**Records supplied**

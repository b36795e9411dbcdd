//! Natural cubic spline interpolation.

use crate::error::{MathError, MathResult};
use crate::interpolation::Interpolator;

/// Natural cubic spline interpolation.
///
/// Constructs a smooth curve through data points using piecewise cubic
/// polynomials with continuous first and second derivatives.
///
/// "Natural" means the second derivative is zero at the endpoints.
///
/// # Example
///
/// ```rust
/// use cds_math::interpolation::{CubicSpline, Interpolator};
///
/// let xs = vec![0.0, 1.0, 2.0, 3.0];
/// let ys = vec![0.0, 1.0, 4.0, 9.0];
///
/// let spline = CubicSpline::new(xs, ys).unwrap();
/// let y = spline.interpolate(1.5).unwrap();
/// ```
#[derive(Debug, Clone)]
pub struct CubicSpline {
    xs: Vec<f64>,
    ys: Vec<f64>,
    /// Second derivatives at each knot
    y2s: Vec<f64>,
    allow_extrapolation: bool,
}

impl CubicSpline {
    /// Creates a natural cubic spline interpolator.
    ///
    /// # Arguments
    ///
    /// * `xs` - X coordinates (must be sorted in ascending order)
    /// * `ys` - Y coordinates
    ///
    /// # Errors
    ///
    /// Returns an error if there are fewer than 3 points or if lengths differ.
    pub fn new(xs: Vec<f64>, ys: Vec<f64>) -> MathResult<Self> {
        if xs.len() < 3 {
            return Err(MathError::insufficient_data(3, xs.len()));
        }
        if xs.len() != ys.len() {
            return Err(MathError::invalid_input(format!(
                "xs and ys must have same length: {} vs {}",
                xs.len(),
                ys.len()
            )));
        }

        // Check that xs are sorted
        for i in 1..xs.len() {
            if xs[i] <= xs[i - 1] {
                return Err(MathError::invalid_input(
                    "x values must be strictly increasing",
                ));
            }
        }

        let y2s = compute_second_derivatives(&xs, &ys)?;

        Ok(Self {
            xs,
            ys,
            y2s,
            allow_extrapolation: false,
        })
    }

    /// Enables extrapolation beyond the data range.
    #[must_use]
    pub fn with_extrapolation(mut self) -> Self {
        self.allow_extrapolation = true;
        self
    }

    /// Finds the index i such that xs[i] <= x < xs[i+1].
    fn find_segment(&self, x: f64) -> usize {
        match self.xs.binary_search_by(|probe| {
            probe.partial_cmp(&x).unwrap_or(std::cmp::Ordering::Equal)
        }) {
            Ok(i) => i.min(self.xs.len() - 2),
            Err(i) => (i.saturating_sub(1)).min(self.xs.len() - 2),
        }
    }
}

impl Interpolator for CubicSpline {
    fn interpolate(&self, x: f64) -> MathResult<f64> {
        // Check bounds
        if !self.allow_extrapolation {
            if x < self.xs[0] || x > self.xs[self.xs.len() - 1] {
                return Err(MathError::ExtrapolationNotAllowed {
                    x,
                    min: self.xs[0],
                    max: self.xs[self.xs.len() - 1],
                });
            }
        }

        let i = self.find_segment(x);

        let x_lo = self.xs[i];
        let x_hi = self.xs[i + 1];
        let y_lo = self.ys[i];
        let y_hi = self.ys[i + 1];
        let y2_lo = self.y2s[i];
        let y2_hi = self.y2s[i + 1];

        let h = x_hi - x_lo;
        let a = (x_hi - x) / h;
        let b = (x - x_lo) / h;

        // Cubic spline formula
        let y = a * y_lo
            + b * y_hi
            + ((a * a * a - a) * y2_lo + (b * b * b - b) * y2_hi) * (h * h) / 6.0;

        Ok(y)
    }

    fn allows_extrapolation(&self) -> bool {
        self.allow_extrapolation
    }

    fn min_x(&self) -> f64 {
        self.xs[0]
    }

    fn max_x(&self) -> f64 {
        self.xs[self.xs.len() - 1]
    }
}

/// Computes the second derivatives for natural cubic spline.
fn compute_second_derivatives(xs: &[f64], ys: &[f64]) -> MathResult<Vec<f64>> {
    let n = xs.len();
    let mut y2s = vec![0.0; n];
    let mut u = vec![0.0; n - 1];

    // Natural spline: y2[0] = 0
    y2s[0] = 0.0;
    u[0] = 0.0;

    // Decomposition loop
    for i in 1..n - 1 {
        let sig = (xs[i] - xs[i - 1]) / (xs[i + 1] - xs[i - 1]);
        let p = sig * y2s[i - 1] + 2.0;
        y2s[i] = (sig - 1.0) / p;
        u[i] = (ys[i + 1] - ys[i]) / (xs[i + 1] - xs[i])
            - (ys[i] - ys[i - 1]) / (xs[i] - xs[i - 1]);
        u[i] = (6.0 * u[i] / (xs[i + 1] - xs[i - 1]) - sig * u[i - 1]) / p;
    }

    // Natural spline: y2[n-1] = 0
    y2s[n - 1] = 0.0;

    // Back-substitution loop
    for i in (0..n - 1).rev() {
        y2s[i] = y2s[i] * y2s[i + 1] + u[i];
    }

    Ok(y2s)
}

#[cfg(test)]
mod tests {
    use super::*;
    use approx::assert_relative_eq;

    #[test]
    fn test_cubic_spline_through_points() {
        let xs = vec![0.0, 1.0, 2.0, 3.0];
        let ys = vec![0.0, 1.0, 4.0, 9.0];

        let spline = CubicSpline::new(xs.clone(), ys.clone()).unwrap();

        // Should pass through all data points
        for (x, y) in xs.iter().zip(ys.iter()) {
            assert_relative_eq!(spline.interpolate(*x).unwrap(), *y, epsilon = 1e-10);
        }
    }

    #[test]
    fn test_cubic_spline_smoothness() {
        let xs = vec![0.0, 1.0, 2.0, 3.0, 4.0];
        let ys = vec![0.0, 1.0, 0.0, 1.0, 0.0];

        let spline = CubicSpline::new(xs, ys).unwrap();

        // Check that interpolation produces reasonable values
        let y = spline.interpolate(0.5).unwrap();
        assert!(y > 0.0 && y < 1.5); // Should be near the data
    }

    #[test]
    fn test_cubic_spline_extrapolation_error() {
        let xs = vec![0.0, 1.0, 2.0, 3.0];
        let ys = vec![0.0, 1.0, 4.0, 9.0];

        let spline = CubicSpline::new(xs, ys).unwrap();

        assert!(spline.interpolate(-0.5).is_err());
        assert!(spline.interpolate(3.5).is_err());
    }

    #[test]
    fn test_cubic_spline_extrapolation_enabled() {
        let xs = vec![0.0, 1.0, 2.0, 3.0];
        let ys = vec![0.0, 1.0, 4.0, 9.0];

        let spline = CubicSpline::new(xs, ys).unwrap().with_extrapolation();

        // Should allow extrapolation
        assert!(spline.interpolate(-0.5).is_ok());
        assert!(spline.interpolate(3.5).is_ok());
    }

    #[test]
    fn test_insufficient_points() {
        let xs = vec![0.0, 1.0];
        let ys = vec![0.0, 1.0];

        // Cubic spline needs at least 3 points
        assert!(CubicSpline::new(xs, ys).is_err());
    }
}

**Work to be completed**
Each entry is to be retyped exactly as it appears.

**Answer for the task**
repository b36795e9411dbcdd
//! Natural cubic spline interpolation.

use crate::error::{MathError, MathResult};
use crate::interpolation::Interpolator;

/// Natural cubic spline interpolation.
///
/// Constructs a smooth curve through data points using piecewise cubic
/// polynomials with continuous first and second derivatives.
///
/// "Natural" means the second derivative is zero at the endpoints.
///
/// # Example
///
/// ```rust
/// use cds_math::interpolation::{CubicSpline, Interpolator};
///
/// let xs = vec![0.0, 1.0, 2.0, 3.0];
/// let ys = vec![0.0, 1.0, 4.0, 9.0];
///
/// let spline = CubicSpline::new(xs, ys).unwrap();
/// let y = spline.interpolate(1.5).unwrap();
/// ```
#[derive(Debug, Clone)]
pub struct CubicSpline {
    xs: Vec<f64>,
    ys: Vec<f64>,
    /// Second derivatives at each knot
    y2s: Vec<f64>,
    allow_extrapolation: bool,
}

impl CubicSpline {
    /// Creates a natural cubic spline interpolator.
    ///
    /// # Arguments
    ///
    /// * `xs` - X coordinates (must be sorted in ascending order)
    /// * `ys` - Y coordinates
    ///
    /// # Errors
    ///
    /// Returns an error if there are fewer than 3 points or if lengths differ.
    pub fn new(xs: Vec<f64>, ys: Vec<f64>) -> MathResult<Self> {
        if xs.len() < 3 {
            return Err(MathError::insufficient_data(3, xs.len()));
        }
        if xs.len() != ys.len() {
            return Err(MathError::invalid_input(format!(
                "xs and ys must have same length: {} vs {}",
                xs.len(),
                ys.len()
            )));
        }

        // Check that xs are sorted
        for i in 1..xs.len() {
            if xs[i] <= xs[i - 1] {
                return Err(MathError::invalid_input(
                    "x values must be strictly increasing",
                ));
            }
        }

        let y2s = compute_second_derivatives(&xs, &ys)?;

        Ok(Self {
            xs,
            ys,
            y2s,
            allow_extrapolation: false,
        })
    }

    /// Enables extrapolation beyond the data range.
    #[must_use]
    pub fn with_extrapolation(mut self) -> Self {
        self.allow_extrapolation = true;
        self
    }

    /// Finds the index i such that xs[i] <= x < xs[i+1].
    fn find_segment(&self, x: f64) -> usize {
        match self.xs.binary_search_by(|probe| {
            probe.partial_cmp(&x).unwrap_or(std::cmp::Ordering::Equal)
        }) {
            Ok(i) => i.min(self.xs.len() - 2),
            Err(i) => (i.saturating_sub(1)).min(self.xs.len() - 2),
        }
    }
}

impl Interpolator for CubicSpline {
    fn interpolate(&self, x: f64) -> MathResult<f64> {
        // Check bounds
        if !self.allow_extrapolation {
            if x < self.xs[0] || x > self.xs[self.xs.len() - 1] {
                return Err(MathError::ExtrapolationNotAllowed {
                    x,
                    min: self.xs[0],
                    max: self.xs[self.xs.len() - 1],
                });
            }
        }

        let i = self.find_segment(x);

        let x_lo = self.xs[i];
        let x_hi = self.xs[i + 1];
        let y_lo = self.ys[i];
        let y_hi = self.ys[i + 1];
        let y2_lo = self.y2s[i];
        let y2_hi = self.y2s[i + 1];

        let h = x_hi - x_lo;
        let a = (x_hi - x) / h;
        let b = (x - x_lo) / h;

        // Cubic spline formula
        let y = a * y_lo
            + b * y_hi
            + ((a * a * a - a) * y2_lo + (b * b * b - b) * y2_hi) * (h * h) / 6.0;

        Ok(y)
    }

    fn allows_extrapolation(&self) -> bool {
        self.allow_extrapolation
    }

    fn min_x(&self) -> f64 {
        self.xs[0]
    }

    fn max_x(&self) -> f64 {
        self.xs[self.xs.len() - 1]
    }
}

/// Computes the second derivatives for natural cubic spline.
fn compute_second_derivatives(xs: &[f64], ys: &[f64]) -> MathResult<Vec<f64>> {
    let n = xs.len();
    let mut y2s = vec![0.0; n];
    let mut u = vec![0.0; n - 1];

    // Natural spline: y2[0] = 0
    y2s[0] = 0.0;
    u[0] = 0.0;

    // Decomposition loop
    for i in 1..n - 1 {
        let sig = (xs[i] - xs[i - 1]) / (xs[i + 1] - xs[i - 1]);
        let p = sig * y2s[i - 1] + 2.0;
        y2s[i] = (sig - 1.0) / p;
        u[i] = (ys[i + 1] - ys[i]) / (xs[i + 1] - xs[i])
            - (ys[i] - ys[i - 1]) / (xs[i] - xs[i - 1]);
        u[i] = (6.0 * u[i] / (xs[i + 1] - xs[i - 1]) - sig * u[i - 1]) / p;
    }

    // Natural spline: y2[n-1] = 0
    y2s[n - 1] = 0.0;

    // Back-substitution loop
    for i in (0..n - 1).rev() {
        y2s[i] = y2s[i] * y2s[i + 1] + u[i];
    }

    Ok(y2s)
}

#[cfg(test)]
mod tests {
    use super::*;
    use approx::assert_relative_eq;

    #[test]
    fn test_cubic_spline_through_points() {
        let xs = vec![0.0, 1.0, 2.0, 3.0];
        let ys = vec![0.0, 1.0, 4.0, 9.0];

        let spline = CubicSpline::new(xs.clone(), ys.clone()).unwrap();

        // Should pass through all data points
        for (x, y) in xs.iter().zip(ys.iter()) {
            assert_relative_eq!(spline.interpolate(*x).unwrap(), *y, epsilon = 1e-10);
        }
    }

    #[test]
    fn test_cubic_spline_smoothness() {
        let xs = vec![0.0, 1.0, 2.0, 3.0, 4.0];
        let ys = vec![0.0, 1.0, 0.0, 1.0, 0.0];

        let spline = CubicSpline::new(xs, ys).unwrap();

        // Check that interpolation produces reasonable values
        let y = spline.interpolate(0.5).unwrap();
        assert!(y > 0.0 && y < 1.5); // Should be near the data
    }

    #[test]
    fn test_cubic_spline_extrapolation_error() {
        let xs = vec![0.0, 1.0, 2.0, 3.0];
        let ys = vec![0.0, 1.0, 4.0, 9.0];

        let spline = CubicSpline::new(xs, ys).unwrap();

        assert!(spline.interpolate(-0.5).is_err());
        assert!(spline.interpolate(3.5).is_err());
    }

    #[test]
    fn test_cubic_spline_extrapolation_enabled() {
        let xs = vec![0.0, 1.0, 2.0, 3.0];
        let ys = vec![0.0, 1.0, 4.0, 9.0];

        let spline = CubicSpline::new(xs, ys).unwrap().with_extrapolation();

        // Should allow extrapolation
        assert!(spline.interpolate(-0.5).is_ok());
        assert!(spline.interpolate(3.5).is_ok());
    }

    #[test]
    fn test_insufficient_points() {
        let xs = vec![0.0, 1.0];
        let ys = vec![0.0, 1.0];

        // Cubic spline needs at least 3 points
        assert!(CubicSpline::new(xs, ys).is_err());
    }
}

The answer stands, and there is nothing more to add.